Raul e Celeste fugiram e não tiveram tempo de levar o que quer que fosse. Nem os animais. “Quando voltámos para cima, é que percebemos o que tinha acontecido. Nem tive tempo de salvar os três cães que estavam aqui”, conta Raul. Um dos cães foi retirado pela filha mais nova, que regressou a casa assim que soube o que estava a acontecer, e os outros dois continuavam debaixo dos materiais queimados. De resto, morreram patos, galinhas e pombos. Raul fala ainda sobre os materiais agrícolas que perdeu, enquanto Celeste coloca também o foco no frigorífico, nas arcas e nas loiças.
As contas ao prejuízo ainda não foram feitas. “Até tenho medo. É tanto dinheiro. E andou uma pessoa a lutar a vida inteira. Tenho seguro de recheio da casa, mas não sei se dá”, lamenta o homem, enquanto mostra a perna ferida, consequência da fuga.
O que ardeu e o que sobrou
Apesar de a aldeia de Portela do Sobral ter ficado cercada, a maioria das casas escaparam à fúria das chamas. “Não se sabe, é um milagre.
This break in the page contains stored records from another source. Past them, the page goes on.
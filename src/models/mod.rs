mod chart;
mod leaderboard;

pub use chart::{ChartEntry, RefreshReport, MISSING_FIELD};
pub use leaderboard::{ArtistEntryCount, SearchTermCount};
use std::time::Duration;

use async_trait::async_trait;
use reqwest::header::{HeaderMap, HeaderValue, ACCEPT, ACCEPT_LANGUAGE};
use reqwest::Client;

use crate::config::Config;
use crate::error::{AppError, FetchError, Result};

/// Anything that can hand over the raw chart page.
#[async_trait]
pub trait ChartSource: Send + Sync {
    async fn fetch(&self) -> std::result::Result<String, FetchError>;
}

/// Pulls the chart page over HTTP. One attempt per call, no retries.
pub struct ChartFetcher {
    client: Client,
    url: String,
}

impl ChartFetcher {
    pub fn new(config: &Config) -> Result<Self> {
        Self::with_timeouts(
            &config.chart_url,
            &config.user_agent,
            Duration::from_secs(config.fetch_timeout_secs),
            Duration::from_secs(config.connect_timeout_secs),
        )
    }

    pub fn with_timeouts(
        url: &str,
        user_agent: &str,
        timeout: Duration,
        connect_timeout: Duration,
    ) -> Result<Self> {
        let mut headers = HeaderMap::new();
        headers.insert(ACCEPT, HeaderValue::from_static("text/html,application/xhtml+xml"));
        headers.insert(ACCEPT_LANGUAGE, HeaderValue::from_static("ko-KR,ko;q=0.9,en;q=0.8"));

        let client = Client::builder()
            .timeout(timeout)
            .connect_timeout(connect_timeout)
            .user_agent(user_agent)
            .default_headers(headers)
            .build()
            .map_err(|e| AppError::Config(format!("Failed to create HTTP client: {}", e)))?;

        Ok(Self {
            client,
            url: url.to_string(),
        })
    }

    pub fn url(&self) -> &str {
        &self.url
    }
}

#[async_trait]
impl ChartSource for ChartFetcher {
    async fn fetch(&self) -> std::result::Result<String, FetchError> {
        let response = self
            .client
            .get(&self.url)
            .send()
            .await
            .map_err(FetchError::Transport)?;

        let status = response.status();
        if !status.is_success() {
            tracing::debug!("Chart fetch from {} answered {}", self.url, status);
            return Err(FetchError::Status(status.as_u16()));
        }

        let body = response.text().await.map_err(FetchError::Transport)?;
        tracing::debug!("Fetched {} bytes from {}", body.len(), self.url);
        Ok(body)
    }
}
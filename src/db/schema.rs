pub const SCHEMA: &str = r#"
-- chart_entries table (current snapshot only, replaced as a whole)
CREATE TABLE IF NOT EXISTS chart_entries (
    rank INTEGER PRIMARY KEY CHECK (rank > 0),
    title TEXT NOT NULL,
    artist TEXT NOT NULL,
    fetched_at TEXT NOT NULL
);

CREATE INDEX IF NOT EXISTS idx_chart_entries_artist ON chart_entries(artist);

-- search_terms table
CREATE TABLE IF NOT EXISTS search_terms (
    term TEXT PRIMARY KEY,
    count INTEGER NOT NULL DEFAULT 1 CHECK (count >= 1),
    first_seen TEXT NOT NULL DEFAULT (datetime('now')),
    last_seen TEXT NOT NULL DEFAULT (datetime('now'))
);

CREATE INDEX IF NOT EXISTS idx_search_terms_count ON search_terms(count DESC);
"#;
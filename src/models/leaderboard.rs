use serde::{Deserialize, Serialize};

#[derive(Debug, Clone, PartialEq, Eq, Serialize, Deserialize)]
pub struct SearchTermCount {
    pub term: String,
    pub count: u64,
}

#[derive(Debug, Clone, PartialEq, Eq, Serialize, Deserialize)]
pub struct ArtistEntryCount {
    pub artist: String,
    pub entries: u64,
}
pub mod app;
pub mod chart;
pub mod config;
pub mod db;
pub mod error;
pub mod models;
pub mod services;

pub use app::{App, Dashboard};
pub use config::Config;
pub use error::{AppError, FetchError, Result};
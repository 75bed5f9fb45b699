// Configuration module entry point
// Loads settings from config file, environment, and coded defaults

mod types;

use std::net::SocketAddr;

// Re-export public types
pub use types::{
    Config, HttpConfig, LoggingConfig, PerformanceConfig, ServerConfig, StaticConfig,
    StorageConfig,
};

impl Config {
    /// Load configuration from specified file path (without extension)
    /// Default config file is "config.toml" when no path specified
    pub fn load_from(config_path: &str) -> Result<Self, config::ConfigError> {
        let settings = config::Config::builder()
            .add_source(config::File::with_name(config_path).required(false))
            .add_source(config::Environment::with_prefix("SERVER"))
            .set_default("server.host", "127.0.0.1")?
            .set_default("server.port", 8081)?
            .set_default("logging.level", "info")?
            .set_default("logging.access_log", true)?
            .set_default("logging.access_log_format", "combined")?
            .set_default("http.enable_cors", true)?
            .set_default("http.default_content_type", "text/html; charset=utf-8")?
            .set_default("http.max_body_size", 52_428_800)? // 50MB
            .set_default("static.root", ".")?
            .set_default("static.index_files", vec!["index.html".to_string()])?
            .set_default("storage.data_dir", "data")?
            .set_default("performance.keep_alive_timeout", 75)?
            .set_default("performance.request_timeout", 30)?
            .build()?;

        settings.try_deserialize()
    }

    pub fn socket_addr(&self) -> Result<SocketAddr, String> {
        format!("{}:{}", self.server.host, self.server.port)
            .parse()
            .map_err(|e| format!("Invalid address: {e}"))
    }
}

#[cfg(test)]
pub(crate) fn test_config(workspace: &std::path::Path) -> Config {
    Config {
        server: ServerConfig {
            host: "127.0.0.1".to_string(),
            port: 0,
            workers: None,
        },
        logging: LoggingConfig {
            level: "info".to_string(),
            access_log: false,
            access_log_format: "combined".to_string(),
            access_log_file: None,
            error_log_file: None,
        },
        http: HttpConfig {
            enable_cors: true,
            default_content_type: "text/html; charset=utf-8".to_string(),
            max_body_size: 52_428_800,
        },
        static_files: StaticConfig {
            root: workspace.display().to_string(),
            index_files: vec!["index.html".to_string()],
        },
        storage: StorageConfig {
            data_dir: workspace.join("data").display().to_string(),
        },
        performance: PerformanceConfig {
            keep_alive_timeout: 75,
            request_timeout: 30,
        },
    }
}

#[cfg(test)]
mod tests {
    use super::*;

    #[test]
    fn test_defaults_without_config_file() {
        let cfg = Config::load_from("definitely-not-a-config-file")
            .expect("defaults should satisfy the config schema");
        assert_eq!(cfg.server.host, "127.0.0.1");
        assert_eq!(cfg.server.port, 8081);
        assert!(cfg.http.enable_cors);
        assert_eq!(cfg.storage.data_dir, "data");
        assert_eq!(cfg.static_files.index_files, vec!["index.html"]);
    }

    #[test]
    fn test_socket_addr() {
        let cfg = Config::load_from("definitely-not-a-config-file").unwrap();
        let addr = cfg.socket_addr().unwrap();
        assert_eq!(addr.port(), 8081);
        assert!(addr.ip().is_loopback());
    }
}
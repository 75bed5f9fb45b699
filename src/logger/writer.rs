//! Log writer module
//!
//! Provides thread-safe log writing to files or stdout/stderr.

use std::fs::{File, OpenOptions};
use std::io::{self, Write};
use std::path::Path;
use std::sync::{Mutex, OnceLock};

/// Global log writer instance
static LOG_WRITER: OnceLock<LogWriter> = OnceLock::new();

/// Log output target
enum LogTarget {
    /// Write to stdout
    Stdout,
    /// Write to stderr
    Stderr,
    /// Write to file
    File(Mutex<File>),
}

impl LogTarget {
    fn write_line(&self, message: &str) {
        match self {
            Self::Stdout => println!("{message}"),
            Self::Stderr => eprintln!("{message}"),
            Self::File(file) => {
                if let Ok(mut f) = file.lock() {
                    let _ = writeln!(f, "{message}");
                }
            }
        }
    }
}

/// Thread-safe log writer
pub struct LogWriter {
    /// Access/info log target
    access: LogTarget,
    /// Error log target
    error: LogTarget,
}

impl LogWriter {
    /// Create a new log writer with optional file paths
    fn new(access_log_file: Option<&str>, error_log_file: Option<&str>) -> io::Result<Self> {
        let access = match access_log_file {
            Some(path) => LogTarget::File(Mutex::new(open_log_file(path)?)),
            None => LogTarget::Stdout,
        };

        let error = match error_log_file {
            Some(path) => LogTarget::File(Mutex::new(open_log_file(path)?)),
            None => LogTarget::Stderr,
        };

        Ok(Self { access, error })
    }

    /// Write to the access/info log
    pub fn write_info(&self, message: &str) {
        self.access.write_line(message);
    }

    /// Write to the error log
    pub fn write_error(&self, message: &str) {
        self.error.write_line(message);
    }
}

/// Open or create a log file for appending
fn open_log_file(path: &str) -> io::Result<File> {
    if let Some(parent) = Path::new(path).parent() {
        if !parent.as_os_str().is_empty() {
            std::fs::create_dir_all(parent)?;
        }
    }

    OpenOptions::new().create(true).append(true).open(path)
}

/// Initialize the global log writer
///
/// This should be called once at application startup.
/// Returns error if log files cannot be opened.
pub fn init(access_log_file: Option<&str>, error_log_file: Option<&str>) -> io::Result<()> {
    let writer = LogWriter::new(access_log_file, error_log_file)?;
    LOG_WRITER.set(writer).map_err(|_| {
        io::Error::new(
            io::ErrorKind::AlreadyExists,
            "Log writer already initialized",
        )
    })
}

/// Get the global log writer, if initialized
pub fn get() -> Option<&'static LogWriter> {
    LOG_WRITER.get()
}
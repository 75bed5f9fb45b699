//! Access log format module
//!
//! Supports `combined` (Apache/Nginx combined format), `common`
//! (Common Log Format) and `json` structured entries.

use chrono::Local;

/// Access log output format
#[derive(Debug, Clone, Copy, PartialEq, Eq)]
pub enum AccessLogFormat {
    Combined,
    Common,
    Json,
}

impl AccessLogFormat {
    /// Parse the configured format name; unknown names fall back to combined
    pub fn from_name(name: &str) -> Self {
        match name {
            "common" => Self::Common,
            "json" => Self::Json,
            _ => Self::Combined,
        }
    }
}

/// Access log entry containing request/response information
#[derive(Debug, Clone)]
pub struct AccessLogEntry {
    /// Client IP address
    pub remote_addr: String,
    /// Request timestamp
    pub time: chrono::DateTime<Local>,
    /// HTTP method (GET, POST, etc.)
    pub method: String,
    /// Request URI path
    pub path: String,
    /// Query string (without leading ?)
    pub query: Option<String>,
    /// HTTP version (1.0, 1.1, 2)
    pub http_version: String,
    /// Response status code
    pub status: u16,
    /// Response body size in bytes
    pub body_bytes: usize,
    /// Referer header
    pub referer: Option<String>,
    /// User-Agent header
    pub user_agent: Option<String>,
}

impl AccessLogEntry {
    /// Create a new access log entry with current timestamp
    pub fn new(remote_addr: String, method: String, path: String) -> Self {
        Self {
            remote_addr,
            time: Local::now(),
            method,
            path,
            query: None,
            http_version: "1.1".to_string(),
            status: 200,
            body_bytes: 0,
            referer: None,
            user_agent: None,
        }
    }

    /// Format the log entry according to the specified format
    pub fn format(&self, format: AccessLogFormat) -> String {
        match format {
            AccessLogFormat::Combined => self.format_combined(),
            AccessLogFormat::Common => self.format_common(),
            AccessLogFormat::Json => self.format_json(),
        }
    }

    fn request_line(&self) -> String {
        format!(
            "{} {}{} HTTP/{}",
            self.method,
            self.path,
            self.query
                .as_ref()
                .map(|q| format!("?{q}"))
                .unwrap_or_default(),
            self.http_version,
        )
    }

    /// Apache/Nginx Combined Log Format
    /// `$remote_addr - - [$time_local] "$request" $status $body_bytes_sent "$http_referer" "$http_user_agent"`
    fn format_combined(&self) -> String {
        format!(
            "{} - - [{}] \"{}\" {} {} \"{}\" \"{}\"",
            self.remote_addr,
            self.time.format("%d/%b/%Y:%H:%M:%S %z"),
            self.request_line(),
            self.status,
            self.body_bytes,
            self.referer.as_deref().unwrap_or("-"),
            self.user_agent.as_deref().unwrap_or("-"),
        )
    }

    /// Common Log Format (CLF)
    /// `$remote_addr - - [$time_local] "$request" $status $body_bytes_sent`
    fn format_common(&self) -> String {
        format!(
            "{} - - [{}] \"{}\" {} {}",
            self.remote_addr,
            self.time.format("%d/%b/%Y:%H:%M:%S %z"),
            self.request_line(),
            self.status,
            self.body_bytes,
        )
    }

    /// JSON structured log format
    fn format_json(&self) -> String {
        let entry = serde_json::json!({
            "remote_addr": self.remote_addr,
            "time": self.time.to_rfc3339(),
            "method": self.method,
            "path": self.path,
            "query": self.query,
            "http_version": self.http_version,
            "status": self.status,
            "body_bytes": self.body_bytes,
            "referer": self.referer,
            "user_agent": self.user_agent,
        });
        entry.to_string()
    }
}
Tinha aqui estas botijas de gás, por exemplo”, indicou Raul, mostrando as duas botijas que estavam mesmo junto à casa e foram as únicas coisas que não arderam.
Aliás, a poucos metros dali, continuando por um caminho de terra, Maria Manuel, irmã de Raul, sublinha exatamente a mesma sorte: “Olhe, ardeu tudo atrás de casa, tinha aqui os animais e a única coisa que não ardeu foi a botija, até o cano que estava ligado à botija derreteu e aquilo não rebentou”.
Três dias depois de passar aquele que foi “o pior incêndio de sempre”, e com os incêndios em Leiria em fase de rescaldo, os relatos multiplicam-se sempre com pontos em comum: terrenos perdidos, animais queimados e prejuízos ainda desconhecidos.
E há quem ainda não entenda qual é o critério do fogo quando chega perto das casas. É o caso de Paula, a quem ardeu o telhado, sempre que olha para a frente: “Esta casa é madeira, tem tudo por cortar à volta da porta e nada lá chegou. E uma pessoa que não tinha nada, arde tudo. Olhe, é porque tinha de acontecer”. Por Portela do Sobral não há, de facto, um padrão. Casas de madeira, que já não estavam habitadas, arderam, casas com pouca madeira, como a do senhor António, que vive agora num lar, arderam, casas sem madeira alguma arderam também e outras, exatamente com as mesmas características, ficaram intactas.